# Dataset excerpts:
━━━━━━━━━━━━━━━━━━━━━━━━━━━━━━

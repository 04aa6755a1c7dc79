//! Availability mask assembly: weekly templates give the ceiling, booked
//! CalendarSlot rows subtract from it. Booked rows for a whole search window
//! are prefetched in one query per entity type and indexed in memory.

use std::collections::HashMap;

use chrono::{Datelike, NaiveDate};
use reqwest::Method;
use serde_json::Value;
use uuid::Uuid;

use shared_database::SupabaseClient;
use shared_models::domain::{AvailabilityTemplate, CalendarSlot, EntityType, ResourceType};

use crate::models::SchedulingError;
use crate::services::grid::{template_blocks, DayMask};

/// Booked blocks keyed by (entity, day), built from a prefetched slot list.
#[derive(Debug, Default)]
pub struct BookedIndex {
    map: HashMap<(EntityType, Uuid, NaiveDate), Vec<i32>>,
}

impl BookedIndex {
    pub fn from_slots(slots: Vec<CalendarSlot>) -> Self {
        let mut map: HashMap<(EntityType, Uuid, NaiveDate), Vec<i32>> = HashMap::new();
        for slot in slots.into_iter().filter(|s| s.booked) {
            map.entry((slot.entity_type, slot.entity_id, slot.date))
                .or_default()
                .push(slot.time_block);
        }
        Self { map }
    }

    pub fn extend(&mut self, slots: Vec<CalendarSlot>) {
        for slot in slots.into_iter().filter(|s| s.booked) {
            self.map
                .entry((slot.entity_type, slot.entity_id, slot.date))
                .or_default()
                .push(slot.time_block);
        }
    }

    pub fn booked_blocks(&self, entity_type: EntityType, entity_id: Uuid, date: NaiveDate) -> &[i32] {
        self.map
            .get(&(entity_type, entity_id, date))
            .map(Vec::as_slice)
            .unwrap_or(&[])
    }
}

/// Build the day mask for one resource: template windows on, booked blocks off.
/// Weekend suppression is the scheduler's job, not the mask's.
pub fn availability_mask(
    templates: &[AvailabilityTemplate],
    date: NaiveDate,
    booked: &[i32],
) -> DayMask {
    let dow = date.weekday().num_days_from_monday() as u8;

    let mut mask = DayMask::EMPTY;
    for tmpl in templates.iter().filter(|t| t.day_of_week == dow) {
        let (start, end) = template_blocks(tmpl.start_time, tmpl.end_time);
        mask.set_range(start, end);
    }

    for &block in booked {
        if block >= 0 {
            mask.clear(block as usize);
        }
    }

    mask
}

/// Rooms have no weekly template: free all day minus bookings.
pub fn room_mask(booked: &[i32]) -> DayMask {
    let mut mask = DayMask::full();
    for &block in booked {
        if block >= 0 {
            mask.clear(block as usize);
        }
    }
    mask
}

/// Fetch every booked slot for the given entities over `[from, to]`.
pub async fn load_booked_slots(
    supabase: &SupabaseClient,
    auth_token: &str,
    entity_type: EntityType,
    entity_ids: &[Uuid],
    from: NaiveDate,
    to: NaiveDate,
) -> Result<Vec<CalendarSlot>, SchedulingError> {
    if entity_ids.is_empty() {
        return Ok(Vec::new());
    }

    let ids = entity_ids
        .iter()
        .map(Uuid::to_string)
        .collect::<Vec<_>>()
        .join(",");
    let path = format!(
        "/rest/v1/calendar_slots?entity_type=eq.{}&entity_id=in.({})&date=gte.{}&date=lte.{}&booked=eq.true",
        entity_type, ids, from, to
    );

    let rows: Vec<Value> = supabase
        .request(Method::GET, &path, Some(auth_token), None)
        .await?;

    let slots = rows
        .into_iter()
        .filter_map(|v| serde_json::from_value(v).ok())
        .collect();
    Ok(slots)
}

/// Fetch all weekly templates for a set of resources.
pub async fn load_templates(
    supabase: &SupabaseClient,
    auth_token: &str,
    resource_type: ResourceType,
    resource_ids: &[Uuid],
) -> Result<Vec<AvailabilityTemplate>, SchedulingError> {
    if resource_ids.is_empty() {
        return Ok(Vec::new());
    }

    let type_str = match resource_type {
        ResourceType::Doctor => "DOCTOR",
        ResourceType::Staff => "STAFF",
    };
    let ids = resource_ids
        .iter()
        .map(Uuid::to_string)
        .collect::<Vec<_>>()
        .join(",");
    let path = format!(
        "/rest/v1/availability_templates?resource_type=eq.{}&resource_id=in.({})",
        type_str, ids
    );

    let rows: Vec<Value> = supabase
        .request(Method::GET, &path, Some(auth_token), None)
        .await?;

    let templates = rows
        .into_iter()
        .filter_map(|v| serde_json::from_value(v).ok())
        .collect();
    Ok(templates)
}

#[cfg(test)]
mod tests {
    use super::*;
    use chrono::NaiveTime;
    use shared_config::SLOTS_PER_DAY;

    fn template(dow: u8, start: (u32, u32), end: (u32, u32)) -> AvailabilityTemplate {
        AvailabilityTemplate {
            resource_id: Uuid::new_v4(),
            resource_type: ResourceType::Doctor,
            clinic_id: Uuid::new_v4(),
            day_of_week: dow,
            start_time: NaiveTime::from_hms_opt(start.0, start.1, 0).unwrap(),
            end_time: NaiveTime::from_hms_opt(end.0, end.1, 0).unwrap(),
        }
    }

    #[test]
    fn full_day_template_yields_all_blocks_before_bookings() {
        // 2026-03-02 is a Monday (dow 0).
        let date = NaiveDate::from_ymd_opt(2026, 3, 2).unwrap();
        let mask = availability_mask(&[template(0, (9, 0), (17, 0))], date, &[]);
        assert_eq!(mask.count_free() as usize, SLOTS_PER_DAY);
    }

    #[test]
    fn bookings_subtract_from_template() {
        let date = NaiveDate::from_ymd_opt(2026, 3, 2).unwrap();
        let mask = availability_mask(&[template(0, (9, 0), (17, 0))], date, &[0, 1, 31]);
        assert_eq!(mask.count_free() as usize, SLOTS_PER_DAY - 3);
        assert!(!mask.is_free(0));
        assert!(!mask.is_free(31));
        assert!(mask.is_free(2));
    }

    #[test]
    fn templates_for_other_weekdays_are_ignored() {
        let date = NaiveDate::from_ymd_opt(2026, 3, 2).unwrap(); // Monday
        let mask = availability_mask(&[template(2, (9, 0), (17, 0))], date, &[]);
        assert_eq!(mask, DayMask::EMPTY);
    }

    #[test]
    fn split_shift_templates_union() {
        let date = NaiveDate::from_ymd_opt(2026, 3, 2).unwrap();
        let mask = availability_mask(
            &[template(0, (9, 0), (12, 0)), template(0, (14, 0), (17, 0))],
            date,
            &[],
        );
        assert!(mask.is_free(0));
        assert!(mask.is_free(11)); // 11:45
        assert!(!mask.is_free(12)); // 12:00 gap
        assert!(!mask.is_free(19)); // 13:45 gap
        assert!(mask.is_free(20)); // 14:00
    }

    #[test]
    fn booked_index_groups_by_entity_and_day() {
        let doctor = Uuid::new_v4();
        let date = NaiveDate::from_ymd_opt(2026, 3, 2).unwrap();
        let index = BookedIndex::from_slots(vec![
            CalendarSlot {
                tenant_id: None,
                entity_type: EntityType::Doctor,
                entity_id: doctor,
                date,
                time_block: 4,
                booked: true,
                appt_id: None,
            },
            CalendarSlot {
                tenant_id: None,
                entity_type: EntityType::Doctor,
                entity_id: doctor,
                date,
                time_block: 5,
                booked: false,
                appt_id: None,
            },
        ]);

        assert_eq!(index.booked_blocks(EntityType::Doctor, doctor, date), &[4]);
        assert!(index
            .booked_blocks(EntityType::Room, doctor, date)
            .is_empty());
    }
}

━━━━━━━━━━━━━━━━━━━━━━━━━━━━━━

Return each line of the data exactly as it was given.

repository 04aa6755a1c7dc79
//! Availability mask assembly: weekly templates give the ceiling, booked
//! CalendarSlot rows subtract from it. Booked rows for a whole search window
//! are prefetched in one query per entity type and indexed in memory.

use std::collections::HashMap;

use chrono::{Datelike, NaiveDate};
use reqwest::Method;
use serde_json::Value;
use uuid::Uuid;

use shared_database::SupabaseClient;
use shared_models::domain::{AvailabilityTemplate, CalendarSlot, EntityType, ResourceType};

use crate::models::SchedulingError;
use crate::services::grid::{template_blocks, DayMask};

/// Booked blocks keyed by (entity, day), built from a prefetched slot list.
#[derive(Debug, Default)]
pub struct BookedIndex {
    map: HashMap<(EntityType, Uuid, NaiveDate), Vec<i32>>,
}

impl BookedIndex {
    pub fn from_slots(slots: Vec<CalendarSlot>) -> Self {
        let mut map: HashMap<(EntityType, Uuid, NaiveDate), Vec<i32>> = HashMap::new();
        for slot in slots.into_iter().filter(|s| s.booked) {
            map.entry((slot.entity_type, slot.entity_id, slot.date))
                .or_default()
                .push(slot.time_block);
        }
        Self { map }
    }

    pub fn extend(&mut self, slots: Vec<CalendarSlot>) {
        for slot in slots.into_iter().filter(|s| s.booked) {
            self.map
                .entry((slot.entity_type, slot.entity_id, slot.date))
                .or_default()
                .push(slot.time_block);
        }
    }

    pub fn booked_blocks(&self, entity_type: EntityType, entity_id: Uuid, date: NaiveDate) -> &[i32] {
        self.map
            .get(&(entity_type, entity_id, date))
            .map(Vec::as_slice)
            .unwrap_or(&[])
    }
}

/// Build the day mask for one resource: template windows on, booked blocks off.
/// Weekend suppression is the scheduler's job, not the mask's.
pub fn availability_mask(
    templates: &[AvailabilityTemplate],
    date: NaiveDate,
    booked: &[i32],
) -> DayMask {
    let dow = date.weekday().num_days_from_monday() as u8;

    let mut mask = DayMask::EMPTY;
    for tmpl in templates.iter().filter(|t| t.day_of_week == dow) {
        let (start, end) = template_blocks(tmpl.start_time, tmpl.end_time);
        mask.set_range(start, end);
    }

    for &block in booked {
        if block >= 0 {
            mask.clear(block as usize);
        }
    }

    mask
}

/// Rooms have no weekly template: free all day minus bookings.
pub fn room_mask(booked: &[i32]) -> DayMask {
    let mut mask = DayMask::full();
    for &block in booked {
        if block >= 0 {
            mask.clear(block as usize);
        }
    }
    mask
}

/// Fetch every booked slot for the given entities over `[from, to]`.
pub async fn load_booked_slots(
    supabase: &SupabaseClient,
    auth_token: &str,
    entity_type: EntityType,
    entity_ids: &[Uuid],
    from: NaiveDate,
    to: NaiveDate,
) -> Result<Vec<CalendarSlot>, SchedulingError> {
    if entity_ids.is_empty() {
        return Ok(Vec::new());
    }

    let ids = entity_ids
        .iter()
        .map(Uuid::to_string)
        .collect::<Vec<_>>()
        .join(",");
    let path = format!(
        "/rest/v1/calendar_slots?entity_type=eq.{}&entity_id=in.({})&date=gte.{}&date=lte.{}&booked=eq.true",
        entity_type, ids, from, to
    );

    let rows: Vec<Value> = supabase
        .request(Method::GET, &path, Some(auth_token), None)
        .await?;

    let slots = rows
        .into_iter()
        .filter_map(|v| serde_json::from_value(v).ok())
        .collect();
    Ok(slots)
}

/// Fetch all weekly templates for a set of resources.
pub async fn load_templates(
    supabase: &SupabaseClient,
    auth_token: &str,
    resource_type: ResourceType,
    resource_ids: &[Uuid],
) -> Result<Vec<AvailabilityTemplate>, SchedulingError> {
    if resource_ids.is_empty() {
        return Ok(Vec::new());
    }

    let type_str = match resource_type {
        ResourceType::Doctor => "DOCTOR",
        ResourceType::Staff => "STAFF",
    };
    let ids = resource_ids
        .iter()
        .map(Uuid::to_string)
        .collect::<Vec<_>>()
        .join(",");
    let path = format!(
        "/rest/v1/availability_templates?resource_type=eq.{}&resource_id=in.({})",
        type_str, ids
    );

    let rows: Vec<Value> = supabase
        .request(Method::GET, &path, Some(auth_token), None)
        .await?;

    let templates = rows
        .into_iter()
        .filter_map(|v| serde_json::from_value(v).ok())
        .collect();
    Ok(templates)
}

#[cfg(test)]
mod tests {
    use super::*;
    use chrono::NaiveTime;
    use shared_config::SLOTS_PER_DAY;

    fn template(dow: u8, start: (u32, u32), end: (u32, u32)) -> AvailabilityTemplate {
        AvailabilityTemplate {
            resource_id: Uuid::new_v4(),
            resource_type: ResourceType::Doctor,
            clinic_id: Uuid::new_v4(),
            day_of_week: dow,
            start_time: NaiveTime::from_hms_opt(start.0, start.1, 0).unwrap(),
            end_time: NaiveTime::from_hms_opt(end.0, end.1, 0).unwrap(),
        }
    }

    #[test]
    fn full_day_template_yields_all_blocks_before_bookings() {
        // 2026-03-02 is a Monday (dow 0).
        let date = NaiveDate::from_ymd_opt(2026, 3, 2).unwrap();
        let mask = availability_mask(&[template(0, (9, 0), (17, 0))], date, &[]);
        assert_eq!(mask.count_free() as usize, SLOTS_PER_DAY);
    }

    #[test]
    fn bookings_subtract_from_template() {
        let date = NaiveDate::from_ymd_opt(2026, 3, 2).unwrap();
        let mask = availability_mask(&[template(0, (9, 0), (17, 0))], date, &[0, 1, 31]);
        assert_eq!(mask.count_free() as usize, SLOTS_PER_DAY - 3);
        assert!(!mask.is_free(0));
        assert!(!mask.is_free(31));
        assert!(mask.is_free(2));
    }

    #[test]
    fn templates_for_other_weekdays_are_ignored() {
        let date = NaiveDate::from_ymd_opt(2026, 3, 2).unwrap(); // Monday
        let mask = availability_mask(&[template(2, (9, 0), (17, 0))], date, &[]);
        assert_eq!(mask, DayMask::EMPTY);
    }

    #[test]
    fn split_shift_templates_union() {
        let date = NaiveDate::from_ymd_opt(2026, 3, 2).unwrap();
        let mask = availability_mask(
            &[template(0, (9, 0), (12, 0)), template(0, (14, 0), (17, 0))],
            date,
            &[],
        );
        assert!(mask.is_free(0));
        assert!(mask.is_free(11)); // 11:45
        assert!(!mask.is_free(12)); // 12:00 gap
        assert!(!mask.is_free(19)); // 13:45 gap
        assert!(mask.is_free(20)); // 14:00
    }

    #[test]
    fn booked_index_groups_by_entity_and_day() {
        let doctor = Uuid::new_v4();
        let date = NaiveDate::from_ymd_opt(2026, 3, 2).unwrap();
        let index = BookedIndex::from_slots(vec![
            CalendarSlot {
                tenant_id: None,
                entity_type: EntityType::Doctor,
                entity_id: doctor,
                date,
                time_block: 4,
                booked: true,
                appt_id: None,
            },
            CalendarSlot {
                tenant_id: None,
                entity_type: EntityType::Doctor,
                entity_id: doctor,
                date,
                time_block: 5,
                booked: false,
                appt_id: None,
            },
        ]);

        assert_eq!(index.booked_blocks(EntityType::Doctor, doctor, date), &[4]);
        assert!(index
            .booked_blocks(EntityType::Room, doctor, date)
            .is_empty());
    }
}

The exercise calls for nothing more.